▶ What to work on: Every line of the entries below that includes "warn" belongs in the answer, copied as written.

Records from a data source

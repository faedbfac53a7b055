//! Client for the contact service.
//!
//! [`ContactApi`] is the seam between the client and the network;
//! [`HttpContactApi`] implements it over HTTP. [`ContactBook`] holds the
//! client's [`ViewState`], feeds actions through [`state::update`] and runs
//! the resulting effects against a `ContactApi`.

pub mod state;
pub mod view;

use async_trait::async_trait;
use reqwest::{Client, Response, Url};
use serde_json::Value;
use tracing::{debug, warn};

use crate::contact::{Contact, ContactFields};
use crate::error::{Error, Result};

pub use state::{Action, Dialog, Effect, Notice, SortDirection, SortState, ViewState};

/// Operations of the contact service.
#[async_trait]
pub trait ContactApi: Send + Sync {
    /// Fetch every contact.
    async fn list(&self) -> Result<Vec<Contact>>;

    /// Create a contact and return it with its identifier.
    async fn create(&self, fields: &ContactFields) -> Result<Contact>;

    /// Replace a contact's fields and return the updated contact.
    async fn update(&self, id: i64, fields: &ContactFields) -> Result<Contact>;

    /// Delete a contact.
    async fn delete(&self, id: i64) -> Result<()>;
}

/// [`ContactApi`] over HTTP.
///
/// Requests have no timeout and are never retried.
#[derive(Debug, Clone)]
pub struct HttpContactApi {
    client: Client,
    base_url: Url,
}

impl HttpContactApi {
    /// Create a client for the collection endpoint, e.g.
    /// `http://localhost:5000/contacts`.
    ///
    /// # Errors
    ///
    /// Returns an error if `base_url` is not a valid URL.
    pub fn new(base_url: &str) -> Result<Self> {
        let base_url = Url::parse(base_url.trim_end_matches('/'))
            .map_err(|e| Error::invalid_input(format!("invalid API URL {base_url}: {e}")))?;
        Ok(Self {
            client: Client::new(),
            base_url,
        })
    }

    /// The collection endpoint this client talks to.
    #[must_use]
    pub fn base_url(&self) -> &Url {
        &self.base_url
    }

    fn contact_url(&self, id: i64) -> String {
        format!("{}/{id}", self.base_url.as_str().trim_end_matches('/'))
    }

    /// Turn a non-success response into [`Error::ApiStatus`].
    async fn check(response: Response) -> Result<Response> {
        let status = response.status();
        if status.is_success() {
            return Ok(response);
        }
        let body = response.text().await.unwrap_or_default();
        Err(Error::api_status(status.as_u16(), error_message(&body)))
    }
}

/// Pull the most specific message out of an error body.
///
/// Prefers `error`, then `message`, then the raw body.
fn error_message(body: &str) -> String {
    serde_json::from_str::<Value>(body)
        .ok()
        .and_then(|value| {
            ["error", "message"]
                .iter()
                .find_map(|key| value.get(key).and_then(Value::as_str).map(str::to_string))
        })
        .unwrap_or_else(|| body.to_string())
}

#[async_trait]
impl ContactApi for HttpContactApi {
    async fn list(&self) -> Result<Vec<Contact>> {
        let response = self.client.get(self.base_url.clone()).send().await?;
        let contacts = Self::check(response).await?.json().await?;
        Ok(contacts)
    }

    async fn create(&self, fields: &ContactFields) -> Result<Contact> {
        let response = self
            .client
            .post(self.base_url.clone())
            .json(fields)
            .send()
            .await?;
        let contact = Self::check(response).await?.json().await?;
        Ok(contact)
    }

    async fn update(&self, id: i64, fields: &ContactFields) -> Result<Contact> {
        let response = self
            .client
            .put(self.contact_url(id))
            .json(fields)
            .send()
            .await?;
        let contact = Self::check(response).await?.json().await?;
        Ok(contact)
    }

    async fn delete(&self, id: i64) -> Result<()> {
        let response = self.client.delete(self.contact_url(id)).send().await?;
        Self::check(response).await?;
        Ok(())
    }
}

/// The client runtime: state plus the API it talks to.
#[derive(Debug)]
pub struct ContactBook<A> {
    api: A,
    state: ViewState,
}

impl<A: ContactApi> ContactBook<A> {
    /// Create a runtime with an empty list.
    #[must_use]
    pub fn new(api: A, rows_per_page: usize) -> Self {
        Self {
            api,
            state: ViewState::new(rows_per_page),
        }
    }

    /// The current state.
    #[must_use]
    pub fn state(&self) -> &ViewState {
        &self.state
    }

    /// The API this runtime talks to.
    #[must_use]
    pub fn api(&self) -> &A {
        &self.api
    }

    /// Fetch the full list.
    ///
    /// # Errors
    ///
    /// Returns an error if the list cannot be fetched.
    pub async fn load(&mut self) -> Result<()> {
        self.run(Effect::Fetch).await
    }

    /// Apply an action and run every effect it leads to.
    ///
    /// Create/update/delete are followed by a full re-fetch on success.
    ///
    /// # Errors
    ///
    /// Returns an error only if a list fetch fails. Failed writes are
    /// reported through the state instead.
    pub async fn dispatch(&mut self, action: Action) -> Result<()> {
        if let Some(effect) = self.apply(action) {
            self.run(effect).await?;
        }
        Ok(())
    }

    fn apply(&mut self, action: Action) -> Option<Effect> {
        let (next, effect) = state::update(std::mem::take(&mut self.state), action);
        self.state = next;
        effect
    }

    async fn run(&mut self, effect: Effect) -> Result<()> {
        let mut pending = Some(effect);
        while let Some(effect) = pending.take() {
            debug!(?effect, "Running client effect");
            let outcome = match effect {
                Effect::Fetch => Action::Loaded(self.api.list().await?),
                Effect::Create(fields) => match self.api.create(&fields).await {
                    Ok(contact) => {
                        debug!(id = contact.id, "Contact created");
                        Action::Saved
                    }
                    Err(e) => {
                        warn!(error = %e, "Creating contact failed");
                        Action::SaveFailed(e.to_string())
                    }
                },
                Effect::Update(id, fields) => match self.api.update(id, &fields).await {
                    Ok(_) => Action::Saved,
                    Err(e) => {
                        warn!(id, error = %e, "Updating contact failed");
                        Action::SaveFailed(e.to_string())
                    }
                },
                Effect::Delete(id) => match self.api.delete(id).await {
                    Ok(()) => Action::Deleted,
                    Err(e) => {
                        warn!(id, error = %e, "Deleting contact failed");
                        Action::DeleteFailed(e.to_string())
                    }
                },
            };
            pending = self.apply(outcome);
        }
        Ok(())
    }
}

▶ Solution for this task:
use tracing::{debug, warn};
                        warn!(error = %e, "Creating contact failed");
                        warn!(id, error = %e, "Updating contact failed");
                        warn!(id, error = %e, "Deleting contact failed");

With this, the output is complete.